→ REQUIRED WORK:
Scan the records for "ManuscriptMetadata". Report each line that includes it.

→ MATERIAL TO PROCESS:
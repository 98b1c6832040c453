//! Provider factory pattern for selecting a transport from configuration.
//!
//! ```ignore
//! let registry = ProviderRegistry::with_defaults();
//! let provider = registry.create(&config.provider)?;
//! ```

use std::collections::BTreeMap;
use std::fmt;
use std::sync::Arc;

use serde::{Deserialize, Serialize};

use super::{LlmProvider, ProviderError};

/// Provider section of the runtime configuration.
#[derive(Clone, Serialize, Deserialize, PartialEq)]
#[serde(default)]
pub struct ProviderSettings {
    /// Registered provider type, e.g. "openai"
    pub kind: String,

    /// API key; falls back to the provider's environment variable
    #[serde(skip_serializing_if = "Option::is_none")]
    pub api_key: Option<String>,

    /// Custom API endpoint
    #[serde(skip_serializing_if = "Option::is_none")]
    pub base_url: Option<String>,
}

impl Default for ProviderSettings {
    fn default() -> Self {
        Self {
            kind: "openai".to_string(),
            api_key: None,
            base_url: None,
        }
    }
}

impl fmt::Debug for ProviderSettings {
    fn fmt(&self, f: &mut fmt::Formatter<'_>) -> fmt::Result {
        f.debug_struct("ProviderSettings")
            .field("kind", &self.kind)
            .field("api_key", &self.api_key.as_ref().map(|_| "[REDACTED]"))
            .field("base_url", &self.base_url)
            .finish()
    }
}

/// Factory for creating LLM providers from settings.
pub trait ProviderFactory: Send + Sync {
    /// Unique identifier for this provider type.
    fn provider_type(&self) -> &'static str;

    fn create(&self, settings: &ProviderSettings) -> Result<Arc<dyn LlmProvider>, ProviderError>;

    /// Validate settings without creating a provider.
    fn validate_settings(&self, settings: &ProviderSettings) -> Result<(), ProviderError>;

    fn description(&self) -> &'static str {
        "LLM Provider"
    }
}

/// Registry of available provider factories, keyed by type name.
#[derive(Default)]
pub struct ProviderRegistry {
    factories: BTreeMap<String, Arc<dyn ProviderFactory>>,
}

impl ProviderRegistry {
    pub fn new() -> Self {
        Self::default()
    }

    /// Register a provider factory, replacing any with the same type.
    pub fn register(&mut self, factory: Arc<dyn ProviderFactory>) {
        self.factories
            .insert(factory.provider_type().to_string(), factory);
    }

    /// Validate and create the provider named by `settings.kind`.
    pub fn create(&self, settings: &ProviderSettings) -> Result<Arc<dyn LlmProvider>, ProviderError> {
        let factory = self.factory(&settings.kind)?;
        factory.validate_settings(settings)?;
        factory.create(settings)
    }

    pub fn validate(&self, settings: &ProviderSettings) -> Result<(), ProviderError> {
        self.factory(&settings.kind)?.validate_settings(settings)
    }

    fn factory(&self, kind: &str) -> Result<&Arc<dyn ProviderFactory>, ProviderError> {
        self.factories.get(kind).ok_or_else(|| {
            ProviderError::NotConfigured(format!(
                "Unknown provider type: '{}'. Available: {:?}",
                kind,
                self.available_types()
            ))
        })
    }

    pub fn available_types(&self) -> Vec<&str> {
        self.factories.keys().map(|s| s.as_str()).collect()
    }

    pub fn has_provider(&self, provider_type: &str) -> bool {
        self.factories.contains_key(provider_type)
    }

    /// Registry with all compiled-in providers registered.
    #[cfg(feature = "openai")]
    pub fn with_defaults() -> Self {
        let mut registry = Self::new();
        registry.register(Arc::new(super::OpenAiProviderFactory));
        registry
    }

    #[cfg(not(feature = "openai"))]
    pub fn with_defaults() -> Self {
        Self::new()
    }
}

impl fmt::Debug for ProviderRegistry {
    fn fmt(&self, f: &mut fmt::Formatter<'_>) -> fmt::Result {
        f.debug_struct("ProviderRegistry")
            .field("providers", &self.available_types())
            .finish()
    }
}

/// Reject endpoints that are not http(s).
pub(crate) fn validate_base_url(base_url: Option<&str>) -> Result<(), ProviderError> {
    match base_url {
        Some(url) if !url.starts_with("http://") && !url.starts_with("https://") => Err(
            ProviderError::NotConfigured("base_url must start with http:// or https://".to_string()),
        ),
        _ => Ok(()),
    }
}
--
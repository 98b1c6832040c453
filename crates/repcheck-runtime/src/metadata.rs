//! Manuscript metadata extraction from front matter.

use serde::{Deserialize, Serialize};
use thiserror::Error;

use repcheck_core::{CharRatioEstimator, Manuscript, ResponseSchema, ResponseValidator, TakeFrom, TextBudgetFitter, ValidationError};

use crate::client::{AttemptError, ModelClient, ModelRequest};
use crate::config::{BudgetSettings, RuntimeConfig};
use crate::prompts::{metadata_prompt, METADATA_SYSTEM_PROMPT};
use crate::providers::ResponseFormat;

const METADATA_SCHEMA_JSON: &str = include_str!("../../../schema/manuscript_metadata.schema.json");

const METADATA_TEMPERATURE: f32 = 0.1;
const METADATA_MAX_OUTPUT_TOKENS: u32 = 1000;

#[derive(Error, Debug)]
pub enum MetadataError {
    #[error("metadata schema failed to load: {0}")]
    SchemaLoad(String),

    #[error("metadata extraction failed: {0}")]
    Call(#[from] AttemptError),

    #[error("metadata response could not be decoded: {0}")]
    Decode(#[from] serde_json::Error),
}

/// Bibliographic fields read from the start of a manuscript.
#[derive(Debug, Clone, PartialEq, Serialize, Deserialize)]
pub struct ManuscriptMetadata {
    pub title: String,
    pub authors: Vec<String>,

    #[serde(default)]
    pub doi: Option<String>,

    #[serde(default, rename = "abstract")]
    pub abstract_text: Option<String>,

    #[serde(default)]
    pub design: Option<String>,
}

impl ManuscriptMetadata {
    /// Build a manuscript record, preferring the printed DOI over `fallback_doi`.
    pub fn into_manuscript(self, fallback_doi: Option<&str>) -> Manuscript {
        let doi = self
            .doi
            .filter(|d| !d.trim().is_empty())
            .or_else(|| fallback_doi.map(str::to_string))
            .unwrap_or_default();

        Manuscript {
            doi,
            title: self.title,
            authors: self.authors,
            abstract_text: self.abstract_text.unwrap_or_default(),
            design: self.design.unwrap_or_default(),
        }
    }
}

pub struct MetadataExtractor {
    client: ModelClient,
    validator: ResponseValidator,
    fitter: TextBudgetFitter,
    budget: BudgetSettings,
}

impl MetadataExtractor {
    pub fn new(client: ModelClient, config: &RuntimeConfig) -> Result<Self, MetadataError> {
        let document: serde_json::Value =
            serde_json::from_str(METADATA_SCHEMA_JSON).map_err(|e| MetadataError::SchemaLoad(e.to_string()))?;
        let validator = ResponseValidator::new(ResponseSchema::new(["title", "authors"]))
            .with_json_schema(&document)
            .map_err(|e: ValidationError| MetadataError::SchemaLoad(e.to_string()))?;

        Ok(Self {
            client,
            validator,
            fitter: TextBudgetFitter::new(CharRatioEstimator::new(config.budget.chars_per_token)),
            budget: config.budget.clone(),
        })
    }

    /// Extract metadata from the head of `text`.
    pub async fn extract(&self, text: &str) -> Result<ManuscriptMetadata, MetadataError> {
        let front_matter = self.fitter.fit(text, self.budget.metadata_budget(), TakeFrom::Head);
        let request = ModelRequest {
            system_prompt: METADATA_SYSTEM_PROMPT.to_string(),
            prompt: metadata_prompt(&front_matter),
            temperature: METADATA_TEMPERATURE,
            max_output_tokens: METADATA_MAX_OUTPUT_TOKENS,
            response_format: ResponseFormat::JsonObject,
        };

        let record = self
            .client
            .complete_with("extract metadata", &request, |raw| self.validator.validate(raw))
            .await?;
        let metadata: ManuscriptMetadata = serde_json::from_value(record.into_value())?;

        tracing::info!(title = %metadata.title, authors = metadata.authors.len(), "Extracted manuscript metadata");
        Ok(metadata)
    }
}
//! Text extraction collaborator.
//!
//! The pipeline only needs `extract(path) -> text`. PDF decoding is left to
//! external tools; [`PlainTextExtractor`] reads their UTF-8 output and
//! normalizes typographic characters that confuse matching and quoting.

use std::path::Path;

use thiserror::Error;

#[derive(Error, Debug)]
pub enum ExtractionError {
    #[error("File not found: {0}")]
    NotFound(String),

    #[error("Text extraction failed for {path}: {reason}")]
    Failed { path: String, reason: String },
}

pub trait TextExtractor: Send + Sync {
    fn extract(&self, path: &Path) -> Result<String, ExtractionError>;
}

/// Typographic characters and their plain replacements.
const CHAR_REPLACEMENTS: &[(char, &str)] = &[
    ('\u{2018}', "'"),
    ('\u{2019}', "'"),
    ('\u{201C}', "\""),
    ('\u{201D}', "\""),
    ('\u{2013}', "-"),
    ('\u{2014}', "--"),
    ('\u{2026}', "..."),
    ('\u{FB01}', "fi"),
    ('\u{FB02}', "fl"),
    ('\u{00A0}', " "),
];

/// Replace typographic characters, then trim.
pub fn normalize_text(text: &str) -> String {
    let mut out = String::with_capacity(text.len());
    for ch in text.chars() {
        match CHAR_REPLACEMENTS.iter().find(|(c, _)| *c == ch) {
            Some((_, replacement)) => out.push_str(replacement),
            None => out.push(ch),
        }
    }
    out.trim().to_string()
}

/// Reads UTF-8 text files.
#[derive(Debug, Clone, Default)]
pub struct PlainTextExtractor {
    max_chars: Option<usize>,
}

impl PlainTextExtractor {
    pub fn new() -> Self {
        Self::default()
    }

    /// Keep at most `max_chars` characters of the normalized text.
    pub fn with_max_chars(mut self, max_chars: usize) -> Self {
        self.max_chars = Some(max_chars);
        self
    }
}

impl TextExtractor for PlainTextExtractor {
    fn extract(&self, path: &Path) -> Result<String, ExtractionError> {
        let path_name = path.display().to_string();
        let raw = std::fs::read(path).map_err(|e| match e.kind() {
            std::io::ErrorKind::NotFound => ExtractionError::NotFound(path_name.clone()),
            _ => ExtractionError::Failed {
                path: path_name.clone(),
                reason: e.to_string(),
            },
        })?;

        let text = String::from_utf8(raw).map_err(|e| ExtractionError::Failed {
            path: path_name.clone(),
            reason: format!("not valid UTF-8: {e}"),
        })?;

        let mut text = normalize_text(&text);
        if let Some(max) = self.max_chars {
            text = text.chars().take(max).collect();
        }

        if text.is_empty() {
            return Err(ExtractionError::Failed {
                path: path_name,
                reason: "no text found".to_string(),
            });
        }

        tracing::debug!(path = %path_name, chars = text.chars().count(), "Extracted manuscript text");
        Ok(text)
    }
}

→ FINAL ANSWER:
pub struct ManuscriptMetadata {
impl ManuscriptMetadata {
    pub async fn extract(&self, text: &str) -> Result<ManuscriptMetadata, MetadataError> {
        let metadata: ManuscriptMetadata = serde_json::from_value(record.into_value())?;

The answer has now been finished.